- _Problem details_: What lines below include the string "falling"? Pick them out and copy them.

Saved data entries:
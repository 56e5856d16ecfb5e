use std::collections::BTreeMap;

use logging_timer::time;

use crate::types::{OptionLetter, QuestionNumber, SubjectName};
use crate::workbook::{Sheet, Workbook, WorkbookError};

/// The authoritative answer for one question.
#[derive(Clone, Debug, PartialEq, Eq)]
pub struct AnswerKeyEntry {
    pub question: QuestionNumber,
    /// One or more acceptable letters, comma separated, any case.
    pub answer: String,
    pub subject: SubjectName,
}

impl AnswerKeyEntry {
    /// Whether `letter` is one of the acceptable answers.
    pub fn accepts(&self, letter: OptionLetter) -> bool {
        self.answer.split(',').any(|token| letter.matches(token))
    }
}

pub type AnswerKey = BTreeMap<QuestionNumber, AnswerKeyEntry>;

/// Which sheet an answer key came from.
#[derive(Clone, Debug, PartialEq, Eq)]
pub enum KeySheetSelection {
    Requested,
    /// The requested sheet could not be used; the first sheet was used instead.
    Fallback { requested: String, reason: String },
}

#[derive(Clone, Debug, PartialEq)]
pub struct LoadedAnswerKey {
    pub entries: AnswerKey,
    /// Subjects in column order.
    pub subjects: Vec<SubjectName>,
    pub sheet_name: String,
    pub selection: KeySheetSelection,
}

#[derive(Debug, thiserror::Error)]
pub enum AnswerKeyError {
    #[error("no usable answer key sheet (requested {requested:?}): {source}")]
    KeySourceUnavailable {
        requested: String,
        #[source]
        source: WorkbookError,
    },
}

/// Parses a `"<question>-<answer>"` cell. Returns `None` for anything else.
pub fn parse_key_cell(cell: &str) -> Option<(QuestionNumber, String)> {
    let (question, answer) = cell.split_once('-')?;
    let question = question.trim().parse::<QuestionNumber>().ok()?;
    Some((question, answer.trim().to_string()))
}

/// Subject names from the header row. Blank headers get a positional name and
/// repeated headers are suffixed with `.1`, `.2`, ...
fn subject_names(header: &[Option<String>]) -> Vec<SubjectName> {
    let mut seen: BTreeMap<String, usize> = BTreeMap::new();
    header
        .iter()
        .enumerate()
        .map(|(index, cell)| {
            let name = match cell.as_deref().map(str::trim) {
                Some(name) if !name.is_empty() => name.to_string(),
                _ => format!("Unnamed: {}", index),
            };
            let count = seen.entry(name.clone()).or_insert(0);
            let unique = if *count == 0 {
                name
            } else {
                format!("{}.{}", name, count)
            };
            *count += 1;
            SubjectName::from(unique)
        })
        .collect()
}

/// Reads the answer key out of a sheet: first row is subjects, every other
/// non-empty cell is a question entry for its column's subject. Cells that do
/// not parse are skipped. A question listed twice keeps its last entry.
pub fn answer_key_from_sheet(sheet: &Sheet) -> (AnswerKey, Vec<SubjectName>) {
    let mut rows = sheet.rows.iter();
    let subjects = rows.next().map(|header| subject_names(header)).unwrap_or_default();
    let body = rows.collect::<Vec<&Vec<Option<String>>>>();

    let mut entries = AnswerKey::new();
    for (column, subject) in subjects.iter().enumerate() {
        for cell in body.iter().filter_map(|row| row.get(column)?.as_deref()) {
            match parse_key_cell(cell) {
                Some((question, answer)) => {
                    entries.insert(
                        question,
                        AnswerKeyEntry {
                            question,
                            answer,
                            subject: subject.clone(),
                        },
                    );
                }
                None => log::debug!("skipping malformed key cell {:?} under {}", cell, subject),
            }
        }
    }
    (entries, subjects)
}

/// Loads the answer key for `set_name`, falling back to the workbook's first
/// sheet when that sheet is missing or unreadable.
#[time]
pub fn load_answer_key<W: Workbook>(workbook: &mut W, set_name: &str) -> Result<LoadedAnswerKey, AnswerKeyError> {
    let (sheet_name, sheet, selection) = match workbook.read_sheet(set_name) {
        Ok(sheet) => {
            log::info!("loaded answer key from sheet {:?}", set_name);
            (set_name.to_string(), sheet, KeySheetSelection::Requested)
        }
        Err(requested_error) => {
            let first = workbook.sheet_names().into_iter().next().ok_or_else(|| {
                AnswerKeyError::KeySourceUnavailable {
                    requested: set_name.to_string(),
                    source: WorkbookError::NoSheets,
                }
            })?;
            log::warn!(
                "answer key sheet {:?} unavailable ({}), falling back to first sheet {:?}",
                set_name,
                requested_error,
                first
            );
            let sheet = workbook
                .read_sheet(&first)
                .map_err(|source| AnswerKeyError::KeySourceUnavailable {
                    requested: set_name.to_string(),
                    source,
                })?;
            (
                first,
                sheet,
                KeySheetSelection::Fallback {
                    requested: set_name.to_string(),
                    reason: requested_error.to_string(),
                },
            )
        }
    };

    let (entries, subjects) = answer_key_from_sheet(&sheet);
    log::debug!(
        "answer key {:?}: {} questions across {} subjects",
        sheet_name,
        entries.len(),
        subjects.len()
    );
    Ok(LoadedAnswerKey {
        entries,
        subjects,
        sheet_name,
        selection,
    })
}
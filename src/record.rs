use std::fs::{File, OpenOptions};
use std::io::{BufWriter, Write};
use std::path::{Path, PathBuf};

use serde_json::{Map, Value};

use crate::score::ScoreResult;

/// Misspellings seen in answer key headers, corrected before storage.
const KNOWN_SUBJECT_TYPOS: &[(&str, &str)] = &[("satistics", "statistics")];

/// Storage column for a subject score: `" Data Satistics"` becomes
/// `"data_statistics_score"`.
pub fn storage_column(subject: &str) -> String {
    let mut column = subject.trim().to_lowercase().replace(' ', "_");
    for (typo, correction) in KNOWN_SUBJECT_TYPOS {
        column = column.replace(typo, correction);
    }
    format!("{}_score", column)
}

/// Flattens a result into storage columns.
pub fn storage_row(result: &ScoreResult) -> Map<String, Value> {
    let mut row = Map::new();
    row.insert("student_name".to_string(), Value::from(result.student_name.clone()));
    row.insert("set_name".to_string(), Value::from(result.set_name.clone()));
    row.insert("total_score".to_string(), Value::from(result.total_score));
    for (subject, score) in result.subject_scores.iter() {
        row.insert(storage_column(subject.as_str()), Value::from(*score));
    }
    row
}

#[derive(Debug, thiserror::Error)]
pub enum SinkError {
    #[error("unable to write results to {path}: {source}")]
    Io {
        path: PathBuf,
        #[source]
        source: std::io::Error,
    },

    #[error("unable to encode result: {0}")]
    Encode(#[from] serde_json::Error),
}

/// Somewhere finished results are kept.
pub trait ResultSink {
    fn save(&mut self, result: &ScoreResult) -> Result<(), SinkError>;
}

/// Appends one JSON object per line, keyed by storage column.
pub struct JsonLinesSink {
    path: PathBuf,
}

impl JsonLinesSink {
    pub fn new(path: &Path) -> Self {
        Self {
            path: path.to_path_buf(),
        }
    }

    fn open(&self) -> Result<File, SinkError> {
        OpenOptions::new()
            .create(true)
            .append(true)
            .open(&self.path)
            .map_err(|source| SinkError::Io {
                path: self.path.clone(),
                source,
            })
    }
}

impl ResultSink for JsonLinesSink {
    fn save(&mut self, result: &ScoreResult) -> Result<(), SinkError> {
        let line = serde_json::to_string(&storage_row(result))?;
        let mut writer = BufWriter::new(self.open()?);
        writeln!(writer, "{}", line)
            .and_then(|_| writer.flush())
            .map_err(|source| SinkError::Io {
                path: self.path.clone(),
                source,
            })?;
        log::info!(
            "saved results for {} to {}",
            result.student_name,
            self.path.display()
        );
        Ok(())
    }
}
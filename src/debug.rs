use std::path::{Path, PathBuf};

use image::{DynamicImage, GrayImage, RgbImage};
use imageproc::drawing::{draw_cross_mut, draw_filled_rect_mut, draw_hollow_rect_mut};

use crate::{
    bubbles::BubbleCandidate,
    classify::QuestionMark,
    geometry::center_of_rect,
    image_utils::{BLUE, DARK_GREEN, RAINBOW, RED},
    layout::Question,
};

/// Creates a path for a debug image.
pub fn debug_image_path(base: &Path, label: &str) -> PathBuf {
    let mut result = PathBuf::from(base);
    let stem = base
        .file_stem()
        .map(|stem| stem.to_string_lossy().into_owned())
        .unwrap_or_default();
    result.set_file_name(format!("{}_debug_{}.png", stem, label));
    result
}

/// Writes debug images next to the input image, or does nothing when disabled.
pub struct ImageDebugWriter {
    input_path: PathBuf,
    base: Option<GrayImage>,
}

impl ImageDebugWriter {
    pub fn new(input_path: PathBuf, base: GrayImage) -> Self {
        Self {
            input_path,
            base: Some(base),
        }
    }

    pub fn disabled() -> Self {
        Self {
            input_path: PathBuf::new(),
            base: None,
        }
    }

    /// Draws onto a color copy of the base image and saves it as `label`.
    pub fn write(&self, label: &str, draw: impl FnOnce(&mut RgbImage)) -> Option<PathBuf> {
        let base = self.base.as_ref()?;
        let mut canvas = DynamicImage::ImageLuma8(base.clone()).into_rgb8();
        draw(&mut canvas);
        let path = debug_image_path(&self.input_path, label);
        match canvas.save(&path) {
            Ok(()) => {
                log::debug!("wrote debug image {}", path.display());
                Some(path)
            }
            Err(e) => {
                log::warn!("unable to write debug image {}: {}", path.display(), e);
                None
            }
        }
    }
}

/// Fills each bubble candidate with a color from the rainbow.
pub fn draw_candidates_debug_image_mut(canvas: &mut RgbImage, candidates: &[BubbleCandidate]) {
    for (i, candidate) in candidates.iter().enumerate() {
        draw_filled_rect_mut(canvas, candidate.bounds, RAINBOW[i % RAINBOW.len()]);
    }
}

/// Outlines every question's bubbles: the chosen option in green with a cross at
/// its centre, the rest in red, and unanswered questions in blue.
pub fn draw_question_marks_debug_image_mut(
    canvas: &mut RgbImage,
    questions: &[Question],
    marks: &[QuestionMark],
) {
    for (question, mark) in questions.iter().zip(marks) {
        for (index, bubble) in question.bubbles.iter().enumerate() {
            let color = match mark.choice {
                Some(choice) if choice.index() == index => DARK_GREEN,
                Some(_) => RED,
                None => BLUE,
            };
            draw_hollow_rect_mut(canvas, bubble.bounds, color);
            if color == DARK_GREEN {
                let center = center_of_rect(&bubble.bounds);
                draw_cross_mut(canvas, color, center.x.round() as i32, center.y.round() as i32);
            }
        }
    }
}

#[cfg(test)]
mod test {
    use imageproc::rect::Rect;

    use super::*;
    use crate::image_utils::BLACK;
    use crate::types::OptionLetter;

    const WHITE_RGB: image::Rgb<u8> = image::Rgb([255, 255, 255]);

    #[test]
    fn test_debug_image_path() {
        assert_eq!(
            debug_image_path(Path::new("/tmp/scans/sheet-01.jpg"), "mask"),
            PathBuf::from("/tmp/scans/sheet-01_debug_mask.png")
        );
    }

    #[test]
    fn test_disabled_writer_writes_nothing() {
        let writer = ImageDebugWriter::disabled();
        let mut called = false;
        assert_eq!(writer.write("mask", |_| called = true), None);
        assert!(!called);
    }

    #[test]
    fn test_writer_saves_png() {
        let dir = tempfile::tempdir().unwrap();
        let input = dir.path().join("sheet.jpg");
        let writer = ImageDebugWriter::new(input, GrayImage::from_pixel(20, 20, BLACK));
        let path = writer
            .write("candidates", |canvas| {
                draw_filled_rect_mut(canvas, Rect::at(2, 2).of_size(4, 4), WHITE_RGB)
            })
            .unwrap();
        assert_eq!(path, dir.path().join("sheet_debug_candidates.png"));
        let saved = image::open(&path).unwrap().into_rgb8();
        assert_eq!(*saved.get_pixel(3, 3), WHITE_RGB);
    }

    #[test]
    fn test_draw_question_marks() {
        let mut canvas = RgbImage::new(200, 60);
        let question = Question {
            number: 1,
            bubbles: (0..4)
                .map(|i| BubbleCandidate::from_rect(Rect::at(10 + i * 40, 10).of_size(30, 30)))
                .collect(),
        };
        let mark = QuestionMark {
            number: 1,
            fill_ratios: vec![0.1, 0.9, 0.1, 0.1],
            choice: Some(OptionLetter::from_index(1)),
        };
        draw_question_marks_debug_image_mut(&mut canvas, &[question], &[mark]);
        assert_eq!(*canvas.get_pixel(10, 10), RED);
        assert_eq!(*canvas.get_pixel(50, 10), DARK_GREEN);
        assert_eq!(*canvas.get_pixel(65, 25), DARK_GREEN);
    }
}
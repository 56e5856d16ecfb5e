use std::path::{Path, PathBuf};

use image::{DynamicImage, GrayImage, Luma};
use logging_timer::time;

use crate::config::PreprocessOptions;
use crate::image_utils::{gaussian_blur, ratio, BLACK, WHITE};

#[derive(Debug, thiserror::Error)]
pub enum ImageReadError {
    #[error("unable to open image {path}: {source}")]
    Open {
        path: PathBuf,
        #[source]
        source: image::ImageError,
    },

    #[error("image has no pixels ({width}x{height})")]
    EmptyImage { width: u32, height: u32 },
}

/// Decodes the sheet image at `image_path`. The file is closed before this returns,
/// whether or not decoding succeeded.
#[time]
pub fn load_sheet_image(image_path: &Path) -> Result<DynamicImage, ImageReadError> {
    let img = image::open(image_path).map_err(|source| ImageReadError::Open {
        path: image_path.to_path_buf(),
        source,
    })?;
    log::debug!(
        "loaded {} ({}x{})",
        image_path.display(),
        img.width(),
        img.height()
    );
    Ok(img)
}

/// Converts a scanned sheet into a binary mask where ink is `WHITE` and paper is
/// `BLACK`: grayscale, Gaussian blur, then an inverted adaptive threshold against
/// the Gaussian-weighted local mean.
#[time]
pub fn preprocess(img: &DynamicImage, options: &PreprocessOptions) -> Result<GrayImage, ImageReadError> {
    let (width, height) = (img.width(), img.height());
    if width == 0 || height == 0 {
        return Err(ImageReadError::EmptyImage { width, height });
    }

    let gray = img.to_luma8();
    let blurred = gaussian_blur(&gray, options.blur_kernel_size);
    let mask = adaptive_threshold_inverted(
        &blurred,
        options.threshold_block_size,
        options.threshold_offset,
    );
    log::debug!("mask foreground ratio: {:.3}", ratio(&mask, &WHITE));
    Ok(mask)
}

/// A pixel becomes foreground when it is darker than its local Gaussian-weighted
/// mean by more than `offset`.
pub fn adaptive_threshold_inverted(img: &GrayImage, block_size: u32, offset: i32) -> GrayImage {
    let local_mean = gaussian_blur(img, block_size);
    let mut out = GrayImage::new(img.width(), img.height());
    for (x, y, pixel) in img.enumerate_pixels() {
        let mean = local_mean.get_pixel(x, y).0[0] as i32;
        let value = pixel.0[0] as i32;
        let luma: Luma<u8> = if value > mean - offset { BLACK } else { WHITE };
        out.put_pixel(x, y, luma);
    }
    out
}

#[cfg(test)]
mod test {
    use image::{Rgb, RgbImage};

    use super::*;

    fn sheet_with_dark_square() -> RgbImage {
        let mut img = RgbImage::from_pixel(100, 100, Rgb([250, 250, 250]));
        for y in 30..70 {
            for x in 30..70 {
                img.put_pixel(x, y, Rgb([10, 10, 10]));
            }
        }
        img
    }

    #[test]
    fn test_preprocess_marks_ink_edges() {
        let img = DynamicImage::ImageRgb8(sheet_with_dark_square());
        let mask = preprocess(&img, &PreprocessOptions::default()).unwrap();
        assert_eq!(mask.dimensions(), (100, 100));

        // ink boundary is foreground
        assert_eq!(*mask.get_pixel(30, 50), WHITE);
        assert_eq!(*mask.get_pixel(50, 30), WHITE);
        // flat paper and flat ink interior are not
        assert_eq!(*mask.get_pixel(5, 5), BLACK);
        assert_eq!(*mask.get_pixel(50, 50), BLACK);
    }

    #[test]
    fn test_preprocess_blank_sheet_is_empty() {
        let img = DynamicImage::ImageLuma8(GrayImage::from_pixel(40, 30, Luma([240])));
        let mask = preprocess(&img, &PreprocessOptions::default()).unwrap();
        assert!(mask.pixels().all(|p| *p == BLACK));
    }

    #[test]
    fn test_preprocess_rejects_empty_image() {
        let img = DynamicImage::ImageLuma8(GrayImage::new(0, 10));
        assert!(matches!(
            preprocess(&img, &PreprocessOptions::default()),
            Err(ImageReadError::EmptyImage {
                width: 0,
                height: 10
            })
        ));
    }

    #[test]
    fn test_load_sheet_image_errors() {
        let dir = tempfile::tempdir().unwrap();
        let missing = dir.path().join("missing.jpg");
        assert!(matches!(
            load_sheet_image(&missing),
            Err(ImageReadError::Open { .. })
        ));

        let garbage = dir.path().join("garbage.jpg");
        std::fs::write(&garbage, b"definitely not a jpeg").unwrap();
        assert!(matches!(
            load_sheet_image(&garbage),
            Err(ImageReadError::Open { .. })
        ));
    }

    #[test]
    fn test_load_sheet_image_round_trip() {
        let dir = tempfile::tempdir().unwrap();
        let path = dir.path().join("sheet.png");
        sheet_with_dark_square().save(&path).unwrap();
        let img = load_sheet_image(&path).unwrap();
        assert_eq!((img.width(), img.height()), (100, 100));
    }
}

- _Result of this task_:
/// Loads the answer key for `set_name`, falling back to the workbook's first
                "answer key sheet {:?} unavailable ({}), falling back to first sheet {:?}",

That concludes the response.